use serde_json::Value;

use super::scan::{balanced_fragments, escape_string_controls};
use super::{fallback_line, strip_wrapping, Normalized};
use crate::errors::{GenerationError, SENTINEL};

pub const TRANSLATION_FIELD: &str = "translation";

/// Values the prompt uses as a format example. An object holding one of
/// these is an echo of the instructions, not an answer.
const PLACEHOLDERS: [&str; 2] = ["...", "…"];

enum Candidate {
    Usable(String),
    Sentinel,
    Echo,
    Unusable,
}

/// Extract the translation string from a completion blob.
///
/// The last object carrying a usable `translation` field wins; objects that
/// fail to parse never disqualify an earlier well-formed one.
pub fn normalize_translation(raw: &str) -> Result<Normalized<String>, GenerationError> {
    let text = strip_wrapping(raw);

    let mut parsed_any = false;
    let mut saw_sentinel = false;
    for fragment in balanced_fragments(&text, '{', '}').into_iter().rev() {
        match parse_candidate(fragment) {
            Some(Candidate::Usable(value)) => return Ok(Normalized::clean(value)),
            Some(Candidate::Sentinel) => saw_sentinel = true,
            Some(Candidate::Unusable) => parsed_any = true,
            Some(Candidate::Echo) => {
                tracing::debug!("skipping echoed format example");
            }
            None => {}
        }
    }

    if saw_sentinel {
        return Err(GenerationError::declined(raw));
    }
    if parsed_any {
        return Err(GenerationError::malformed(
            "response JSON has no usable translation field",
            raw,
        ));
    }

    match fallback_line(&text) {
        Some(line) if line == SENTINEL => Err(GenerationError::declined(raw)),
        Some(line) => {
            tracing::warn!(chars = line.chars().count(), "translation recovered from plain text");
            Ok(Normalized::fallback(line.to_string()))
        }
        None => Err(GenerationError::malformed(
            "response is not valid JSON and holds no usable text",
            raw,
        )),
    }
}

fn parse_candidate(fragment: &str) -> Option<Candidate> {
    let escaped = escape_string_controls(fragment);
    let Ok(Value::Object(object)) = serde_json::from_str::<Value>(&escaped) else {
        return None;
    };
    let candidate = match object.get(TRANSLATION_FIELD).and_then(Value::as_str) {
        Some(value) if value.trim() == SENTINEL => Candidate::Sentinel,
        Some(value) if PLACEHOLDERS.contains(&value.trim()) => Candidate::Echo,
        Some(value) if !value.trim().is_empty() => Candidate::Usable(value.to_string()),
        _ => Candidate::Unusable,
    };
    Some(candidate)
}

#[cfg(test)]
mod tests {
    use super::normalize_translation;
    use crate::errors::{FailureKind, GenerationError};
    use crate::normalize::Recovery;

    #[test]
    fn well_formed_payload_is_clean() -> anyhow::Result<()> {
        for value in ["Bonjour", "Hola, mundo", "ERRORS are fine", "€ and \"quotes\""] {
            let raw = serde_json::json!({ "translation": value }).to_string();
            let normalized = normalize_translation(&raw)?;
            assert_eq!(normalized.value, value);
            assert_eq!(normalized.recovery, Recovery::Clean);
        }
        Ok(())
    }

    #[test]
    fn sentinel_is_declined() {
        for raw in [
            r#"{"translation":"ERROR"}"#,
            r#"{"translation": "ERROR"}"#,
            "```json\n{\"translation\": \"ERROR\"}\n```",
        ] {
            let err = normalize_translation(raw).err();
            assert!(
                matches!(err, Some(GenerationError::ProviderDeclined { .. })),
                "{raw} should be declined, got {err:?}"
            );
        }
    }

    #[test]
    fn last_object_wins() -> anyhow::Result<()> {
        let raw = r#"{"translation":"A"} Let me refine that. {"translation":"B"}"#;
        let normalized = normalize_translation(raw)?;
        assert_eq!(normalized.value, "B");
        assert!(!normalized.fallback_used());
        Ok(())
    }

    #[test]
    fn malformed_later_fragment_keeps_earlier_answer() -> anyhow::Result<()> {
        let raw = r#"{"translation":"A"} and then {"translation": B}"#;
        assert_eq!(normalize_translation(raw)?.value, "A");
        Ok(())
    }

    #[test]
    fn usable_answer_beats_echoed_sentinel() -> anyhow::Result<()> {
        let raw = r#"{"translation": "Guten Tag"} (otherwise {"translation": "ERROR"})"#;
        assert_eq!(normalize_translation(raw)?.value, "Guten Tag");
        Ok(())
    }

    #[test]
    fn literal_newline_inside_value_is_repaired() -> anyhow::Result<()> {
        let raw = "{\"translation\":\"line1\nline2\"}";
        let normalized = normalize_translation(raw)?;
        assert_eq!(normalized.value, "line1\nline2");
        assert_eq!(normalized.recovery, Recovery::Clean);
        Ok(())
    }

    #[test]
    fn nested_braces_in_value_survive() -> anyhow::Result<()> {
        let raw = r#"Sure: {"translation": "set {x} to } now"}"#;
        assert_eq!(normalize_translation(raw)?.value, "set {x} to } now");
        Ok(())
    }

    #[test]
    fn plain_text_is_partial_recovery() -> anyhow::Result<()> {
        let raw = "Sorry, I cannot translate this.";
        let normalized = normalize_translation(raw)?;
        assert_eq!(normalized.value, raw);
        assert_eq!(normalized.recovery, Recovery::Fallback);
        Ok(())
    }

    #[test]
    fn fallback_uses_last_plain_line() -> anyhow::Result<()> {
        let raw = "Here is the translation:\n{\"translation\": \"unterminated\nBonjour le monde";
        let normalized = normalize_translation(raw)?;
        assert_eq!(normalized.value, "Bonjour le monde");
        assert!(normalized.fallback_used());
        Ok(())
    }

    #[test]
    fn echoed_format_example_is_never_the_answer() -> anyhow::Result<()> {
        let refusal = r#"{"translation": "..."} is the format; I cannot translate this."#;
        let err = normalize_translation(refusal).err();
        assert_eq!(err.map(|err| err.kind()), Some(FailureKind::Malformed));

        let echo_then_text = "Format: {\"translation\": \"…\"}\nBonsoir tout le monde";
        let normalized = normalize_translation(echo_then_text)?;
        assert_eq!(normalized.value, "Bonsoir tout le monde");
        assert!(normalized.fallback_used());

        let echo_then_json = r#"Use {"translation": "..."}. {"translation": "Buona sera"}"#;
        let normalized = normalize_translation(echo_then_json)?;
        assert_eq!(normalized.value, "Buona sera");
        assert_eq!(normalized.recovery, Recovery::Clean);
        Ok(())
    }

    #[test]
    fn dashes_in_plain_text_are_kept() -> anyhow::Result<()> {
        let raw = "It was late --- far too late.";
        let normalized = normalize_translation(raw)?;
        assert_eq!(normalized.value, raw);
        assert!(normalized.fallback_used());
        Ok(())
    }

    #[test]
    fn object_without_field_is_malformed() {
        let err = normalize_translation(r#"{"text": "Hallo"}"#).err();
        assert_eq!(err.as_ref().map(GenerationError::kind), Some(FailureKind::Malformed));
        assert_eq!(
            err.as_ref().and_then(GenerationError::raw),
            Some(r#"{"text": "Hallo"}"#)
        );
    }

    #[test]
    fn nothing_usable_is_malformed_with_raw_text() {
        let raw = "{\"translation\": \n}";
        let err = normalize_translation(raw).err();
        assert_eq!(err.as_ref().map(GenerationError::kind), Some(FailureKind::Malformed));
        assert_eq!(err.as_ref().and_then(GenerationError::raw), Some(raw));

        let empty = normalize_translation("   ").err();
        assert_eq!(empty.map(|err| err.kind()), Some(FailureKind::Malformed));
    }
}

WORK TASK: Wherever a line holds the word "crate", copy that line out of the entries above.

SOLUTION FOR THIS EXERCISE:
use crate::errors::{GenerationError, SENTINEL};
    use crate::errors::{FailureKind, GenerationError};
    use crate::normalize::Recovery;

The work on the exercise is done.